Baruchello and Grifi: "Verification Uncertain" Montage and Displacement Between Art and Cinema of the 1960?s
Carla Subrizi
Gianfranco Baruchello and Alberto Grifi, "Varification Uncertain," 1964, film still.
This year the Venice Festival of Cinema will explore beyond the more interesting cinematic production of the last two years. Director Marco Muller has dedicated considerable space in the festival to a history of cinema which continues to be marginalized. Under the title "Secret Histories of Italian Cinema" three auteurs: Gianfranco Baruchello, Alberto Grifi, and Romano Scavolini are reconsidered, focusing on the importance of a cinema which, between the end of the 1950’s and early 1960’s, planted deep experimental roots and changed not only cinema but also art history and helped to usher in the new medium of video. One of the most meaningful films in the program is "Verification Uncertain."

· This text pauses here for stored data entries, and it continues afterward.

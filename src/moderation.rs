//! Moderation Action Executor.
//!
//! Every successful call writes exactly one `ModerationAction`. The record is written after
//! the mutation it describes; if that write fails the mutation stays in place and the call
//! fails with `AuditWriteFailed` so the caller can alert.

use std::sync::Arc;

use tracing::{error, info, warn};

use crate::auth::Actor;
use crate::bans::{ban_expiry, BanManager};
use crate::error::{check_text, NotFoundAs, ServiceError, ServiceResult};
use crate::models::*;
use crate::repo::{ModerationActionRepo, Repo, RepoError, ReplyRepo, ReportRepo, ThreadRepo};

pub const MAX_REASON_LEN: usize = 500;
pub const MAX_NOTES_LEN: usize = 1000;
const UNBAN_REASON: &str = "ban lifted by moderator";

/// Side effect of an action on the reported content or its author.
#[derive(Debug, Clone, Copy, PartialEq, Eq)]
enum Effect {
    None,
    SetStatus(ModerationStatus),
    Ban(BanType),
}

/// Maps an executable action to its effect and the report status it leaves behind.
/// `unban` and `restore_content` are not report-driven and are rejected here.
fn plan(action: ActionKind) -> ServiceResult<(Effect, ReportStatus)> {
    use ActionKind::*;
    Ok(match action {
        Dismiss => (Effect::None, ReportStatus::Reviewed),
        WarnUser => (Effect::None, ReportStatus::Resolved),
        HideContent => (Effect::SetStatus(ModerationStatus::Hidden), ReportStatus::Resolved),
        DeleteContent => (Effect::SetStatus(ModerationStatus::Deleted), ReportStatus::Resolved),
        BanUserTemp => (Effect::Ban(BanType::Temporary), ReportStatus::Resolved),
        BanUserPermanent => (Effect::Ban(BanType::Permanent), ReportStatus::Resolved),
        Unban | RestoreContent => return Err(ServiceError::InvalidModerationAction),
    })
}

/// Direct content actions map to the audit kind and the status they set.
fn content_directive(action: &str) -> ServiceResult<(ActionKind, ModerationStatus)> {
    match action {
        "hide" => Ok((ActionKind::HideContent, ModerationStatus::Hidden)),
        "unhide" => Ok((ActionKind::RestoreContent, ModerationStatus::Approved)),
        "delete" => Ok((ActionKind::DeleteContent, ModerationStatus::Deleted)),
        _ => Err(ServiceError::InvalidModerationAction),
    }
}

fn check_reason_and_notes(reason: &str, notes: Option<&str>) -> ServiceResult<()> {
    check_text("reason", reason, MAX_REASON_LEN, true)?;
    if let Some(n) = notes {
        check_text("internal_notes", n, MAX_NOTES_LEN, false)?;
    }
    Ok(())
}

#[derive(Clone)]
pub struct ModerationExecutor {
    reports: Arc<dyn ReportRepo>,
    actions: Arc<dyn ModerationActionRepo>,
    threads: Arc<dyn ThreadRepo>,
    replies: Arc<dyn ReplyRepo>,
    bans: BanManager,
}

impl ModerationExecutor {
    pub fn new<R: Repo + 'static>(repo: Arc<R>) -> Self {
        Self::with_stores(repo.clone(), repo.clone(), repo.clone(), repo.clone(), BanManager::new(repo))
    }

    pub fn with_stores(
        reports: Arc<dyn ReportRepo>,
        actions: Arc<dyn ModerationActionRepo>,
        threads: Arc<dyn ThreadRepo>,
        replies: Arc<dyn ReplyRepo>,
        bans: BanManager,
    ) -> Self {
        Self { reports, actions, threads, replies, bans }
    }

    pub fn bans(&self) -> &BanManager {
        &self.bans
    }

    /// Applies a moderator's decision to a report.
    pub async fn execute(&self, actor: Actor, report_id: Id, req: ModerationActionRequest) -> ServiceResult<ModerationAction> {
        actor.require_staff()?;
        let report = self.reports.get_report(report_id).await.not_found_as(ServiceError::ReportNotFound)?;
        if report.status == ReportStatus::Resolved {
            return Err(ServiceError::ReportAlreadyResolved);
        }
        if report.reported_user_id == actor.id {
            return Err(ServiceError::CannotModerateSelf);
        }
        let action: ActionKind = req.action.parse().map_err(|_| ServiceError::InvalidModerationAction)?;
        let (effect, next_status) = plan(action)?;
        if let Effect::Ban(ban_type) = effect {
            // validated up front so a bad duration never reaches a mutation
            ban_expiry(ban_type, req.ban_duration_days, chrono::Utc::now())?;
        }
        check_reason_and_notes(&req.reason, req.internal_notes.as_deref())?;

        let ban_expires_at = match effect {
            Effect::None => None,
            Effect::SetStatus(status) => {
                self.set_content_status(&report, status).await?;
                None
            }
            Effect::Ban(ban_type) => {
                self.bans
                    .ban(report.reported_user_id, actor.id, ban_type, req.ban_duration_days)
                    .await?
                    .ban_expires_at
            }
        };

        let record = self
            .audit(NewModerationAction {
                report_id: Some(report.id),
                content_type: report.content_type,
                content_id: report.content_id,
                reported_user_id: report.reported_user_id,
                moderator_id: actor.id,
                action,
                reason: req.reason,
                internal_notes: req.internal_notes,
                ban_expires_at,
            })
            .await?;

        self.reports.set_report_status(report.id, next_status).await.map_err(|e| match e {
            RepoError::Conflict => {
                warn!(report_id, moderator_id = actor.id, "report resolved concurrently; action kept on record");
                ServiceError::ReportAlreadyResolved
            }
            RepoError::NotFound => ServiceError::ReportNotFound,
            other => other.into(),
        })?;

        info!(report_id, %action, moderator_id = actor.id, status = %next_status, "moderation action executed");
        Ok(record)
    }

    /// Direct ban, not tied to a report.
    pub async fn ban_user(&self, actor: Actor, user_id: Id, req: BanRequest) -> ServiceResult<ModerationAction> {
        actor.require_staff()?;
        check_reason_and_notes(&req.reason, req.internal_notes.as_deref())?;
        let user = self.bans.ban(user_id, actor.id, req.ban_type, req.ban_duration_days).await?;
        let record = self
            .audit(NewModerationAction {
                report_id: None,
                content_type: ContentType::User,
                content_id: user_id,
                reported_user_id: user_id,
                moderator_id: actor.id,
                action: req.ban_type.action_kind(),
                reason: req.reason,
                internal_notes: req.internal_notes,
                ban_expires_at: user.ban_expires_at,
            })
            .await?;
        info!(user_id, action = %record.action, moderator_id = actor.id, "direct ban recorded");
        Ok(record)
    }

    pub async fn unban_user(&self, actor: Actor, user_id: Id) -> ServiceResult<ModerationAction> {
        actor.require_staff()?;
        self.bans.unban(user_id, actor.id).await?;
        self.audit(NewModerationAction {
            report_id: None,
            content_type: ContentType::User,
            content_id: user_id,
            reported_user_id: user_id,
            moderator_id: actor.id,
            action: ActionKind::Unban,
            reason: UNBAN_REASON.to_string(),
            internal_notes: None,
            ban_expires_at: None,
        })
        .await
    }

    /// Hides, restores or deletes a thread or reply without a report. Audited with no report id.
    pub async fn moderate_content(
        &self,
        actor: Actor,
        content_type: ContentType,
        content_id: Id,
        req: ContentModerationRequest,
    ) -> ServiceResult<ModerationAction> {
        actor.require_staff()?;
        let (action, status) = content_directive(&req.action)?;
        check_reason_and_notes(&req.reason, req.internal_notes.as_deref())?;
        let author_id = match content_type {
            ContentType::Thread => {
                self.threads.get_thread(content_id).await.not_found_as(ServiceError::ThreadNotFound)?.author_id
            }
            ContentType::Reply => {
                self.replies.get_reply(content_id).await.not_found_as(ServiceError::ReplyNotFound)?.author_id
            }
            ContentType::User => return Err(ServiceError::InvalidContentType),
        };
        if author_id == actor.id {
            return Err(ServiceError::CannotModerateSelf);
        }

        let res = match content_type {
            ContentType::Thread => self.threads.set_thread_status(content_id, status).await,
            _ => self.replies.set_reply_status(content_id, status).await,
        };
        res.not_found_as(ServiceError::ContentNotFound)?;

        let record = self
            .audit(NewModerationAction {
                report_id: None,
                content_type,
                content_id,
                reported_user_id: author_id,
                moderator_id: actor.id,
                action,
                reason: req.reason,
                internal_notes: req.internal_notes,
                ban_expires_at: None,
            })
            .await?;
        info!(%content_type, content_id, %action, moderator_id = actor.id, "content moderated directly");
        Ok(record)
    }

    pub async fn list_actions(
        &self,
        actor: Actor,
        filter: ActionFilter,
        query: &PageQuery,
    ) -> ServiceResult<Page<ModerationAction>> {
        actor.require_staff()?;
        let (offset, limit) = query.offset_limit();
        let (items, total) = self.actions.list_actions(&filter, offset, limit).await?;
        Ok(Page::new(items, total, query))
    }

    async fn set_content_status(&self, report: &Report, status: ModerationStatus) -> ServiceResult<()> {
        let res = match report.content_type {
            ContentType::Thread => self.threads.set_thread_status(report.content_id, status).await,
            ContentType::Reply => self.replies.set_reply_status(report.content_id, status).await,
            ContentType::User => return Err(ServiceError::InvalidContentType),
        };
        res.not_found_as(ServiceError::ContentNotFound)
    }

    async fn audit(&self, new: NewModerationAction) -> ServiceResult<ModerationAction> {
        let (report_id, action, moderator_id) = (new.report_id, new.action, new.moderator_id);
        self.actions.record_action(new).await.map_err(|e| {
            error!(?report_id, %action, moderator_id, "audit write failed after mutation: {e}");
            ServiceError::AuditWriteFailed(e.to_string())
        })
    }
}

Realized on a shoestring by Gianfranco Baruchello and Alberto Grifi between 1963 and 1964, the film’s experimental character represents an epistemological shift in the art of the 60’s. The 60’s saw avant-garde experimentation, great movement of ideas and energy (such as Gruppo 63 in Italy, the new American cinema, and experimental music), the beginning of a paradigm of deconstruction (Jacques Derrida), and the "other" of Giles Deleuze. This decade saw the advent of texts by Guy Debord with his manifesto to put into practice and a critique of authorship (Roland Barthes and Michel Foucault) along with the great recital against globalization that was beginning to take form. It also witnessed the parallel emergence of new analyses and hermeneutics for works of art and language (Umberto Eco, Nelson Goodman, and Roland Barthes). "Verification Uncertain" is part of that complex artistic landscape within which multimedia experimentation was an essential component. The history of video and the experimentation which aligned art, media, process, and editing on the same level, is worthy of reconsideration from different perspectives.
Between 1964 (the year work began on "Verification Uncertain" although stills dedicated to Marcel Duchamp were realized in 1963), 1965, the year in which work on the film concluded and when it was screened (first in Paris at Marcel Duchamp’s studio, then in Palermo, Rome, Milan, and Naples), and 1966 (the year it was screened in New York at the MoMA and Guggenheim at the invitation of John Cage), "Verification Uncertain" signalled a combination of different experimental tendencies of the time. Linguistic innovation and experimental research, the use of new and radical techniques that anticipate video, an artistic conception based on displacement, discontinuity, fragmentation, and montage, all affirm the necessity for art to open new frontiers. Questions the film raises touch crucial points that are still relevant today, such as the identity of the author, the rules for artistic production, its audience, its techniques, the reuse of something already made, process as a function of art, etc. "Verification Uncertain," by addressing these concerns, heralds an important phase in art of the twentieth century.
The title already suggests the critical and artistic orientation of those years and the need for art to create a new paradigm, like the transformation of a butterfly in a cocoon, prompted by the decline of "certainty" and the desire to verify outmoded ideas once held as absolutes. The film also seeks to verify new values, such as the affirmation of open hypotheses, the undefineability of theory, or its own uncertain nature. Marcel Duchamp and his coefficient of art, the concepts of retard and the fourth dimension had been already been proposed, along with John Cage’s aesthetics of indifference and the musical gesture of silence, clearing the way for new exploration.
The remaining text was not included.